権力犯罪 黒田清/大谷昭宏 2017.7.2.
2017.7.2. 権力犯罪
著者
黒田清 1931年東京生まれ。ジャーナリスト。51年、読売新聞大阪本社に入社。77年より社会部長として「戦争展」の開催、人気コラム「窓」の執筆など、独自の記者活動を行う。83年『警官汚職』(角川書店)で日本ノンフィクション賞、85年には読売新聞連載「戦争」と「戦争展」で菊池寛賞を受賞。87年、読売新聞社を退社、「黒田ジャーナル」を設立。「窓友会」を主宰し、月刊『窓友新聞』を発行するとともに、テレビ、ラジオ、講演と幅広いジャーナリスト活動を展開。
2000年7月23日、すい臓ガンのため死去、享年69歳。
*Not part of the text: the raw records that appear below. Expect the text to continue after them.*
//! Contract with the hosted backend
//!
//! Authentication, row storage and querying all live on the other side of
//! this trait. The browser build talks to it over HTTP; tests use
//! [`crate::memory::MemoryBackend`].

use async_trait::async_trait;
use serde_json::Value;

use crate::Session;

pub type BackendResult<T> = Result<T, BackendError>;

#[derive(Debug, Clone, PartialEq, thiserror::Error)]
pub enum BackendError {
    #[error("Backend is not configured: {0}")]
    NotConfigured(String),
    #[error("Network error: {0}")]
    Network(String),
    #[error("{message}")]
    Http {
        status: u16,
        code: Option<String>,
        message: String,
    },
    #[error("Unexpected response: {0}")]
    Decode(String),
    #[error("{0} timeout")]
    Timeout(&'static str),
    #[error("{0}")]
    Unauthorized(String),
}

impl BackendError {
    /// Whether the failure means the table has not been provisioned yet.
    pub fn is_missing_table(&self) -> bool {
        match self {
            BackendError::Http { code, message, .. } => {
                matches!(code.as_deref(), Some("42P01") | Some("PGRST205"))
                    || message.contains("relation")
            }
            _ => false,
        }
    }

    /// Whether the caller's token was rejected, meaning the session is gone.
    /// The auth service answers an expired token with 403 `bad_jwt`; the
    /// REST service uses `PGRST301`/`PGRST303`.
    pub fn is_session_expired(&self) -> bool {
        match self {
            BackendError::Unauthorized(_) => true,
            BackendError::Http { status, code, .. } => {
                *status == 401
                    || matches!(
                        code.as_deref(),
                        Some("bad_jwt") | Some("session_not_found") | Some("PGRST301") | Some("PGRST303")
                    )
            }
            _ => false,
        }
    }
}

impl From<serde_json::Error> for BackendError {
    fn from(err: serde_json::Error) -> Self {
        BackendError::Decode(err.to_string())
    }
}

#[derive(Debug, Clone, Copy, PartialEq, Eq, Hash)]
pub enum Table {
    Clients,
    AuditLog,
    ClientComments,
}

impl Table {
    pub fn as_str(&self) -> &'static str {
        match self {
            Table::Clients => "clients",
            Table::AuditLog => "audit_log",
            Table::ClientComments => "client_comments",
        }
    }
}

#[derive(Debug, Clone, Copy, PartialEq, Eq)]
pub enum SortOrder {
    Ascending,
    Descending,
}

impl SortOrder {
    pub fn as_str(&self) -> &'static str {
        match self {
            SortOrder::Ascending => "asc",
            SortOrder::Descending => "desc",
        }
    }
}

/// Equality filters plus an optional ordering column.
#[derive(Debug, Clone, Default, PartialEq, Eq)]
pub struct Query {
    pub filters: Vec<(String, String)>,
    pub order: Option<(String, SortOrder)>,
}

impl Query {
    pub fn new() -> Self {
        Self::default()
    }

    pub fn eq(mut self, column: impl Into<String>, value: impl Into<String>) -> Self {
        self.filters.push((column.into(), value.into()));
        self
    }

    pub fn order_by(mut self, column: impl Into<String>, order: SortOrder) -> Self {
        self.order = Some((column.into(), order));
        self
    }

    /// Newest rows first, the order every list view starts from.
    pub fn newest_first() -> Self {
        Self::new().order_by("created_at", SortOrder::Descending)
    }
}

#[async_trait(?Send)]
pub trait Backend {
    async fn get_session(&self) -> BackendResult<Option<Session>>;

    async fn sign_in(&self, email: &str, password: &str) -> BackendResult<Session>;

    async fn sign_out(&self) -> BackendResult<()>;

    async fn select(&self, table: Table, query: &Query) -> BackendResult<Vec<Value>>;

    /// Inserts one row and returns it as stored, including generated columns.
    async fn insert(&self, table: Table, row: Value) -> BackendResult<Value>;

    async fn update(&self, table: Table, id: &str, patch: Value) -> BackendResult<()>;

    async fn delete(&self, table: Table, id: &str) -> BackendResult<()>;
}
本書が絶筆。
大谷昭宏 1945年東京生まれ。68年、読売新聞大阪本社入社。徳島支局を皮切りに大阪本社社会部・大阪府警捜査一課、朝刊社会面コラム『窓』欄などを担当。87年、読売新聞社を退社し、黒田清氏とともに「黒田ジャーナル」設立。黒田氏没後は個人事務所を設けてテレビ、ラジオ等でジャーナリズム活動を展開。
主な著書(共著を含む)として、『警察幹部を逮捕せよ!』『関西電力の誤算』(旬報社)、『日本警察の正体』(日本文芸社)、『グリコ・森永事件――最重要参考人M』(幻冬舎)、『新聞記者が危ない』(朝日ソノラマ)、『警察が危ない』(朝日ソノラマ)ほか多数。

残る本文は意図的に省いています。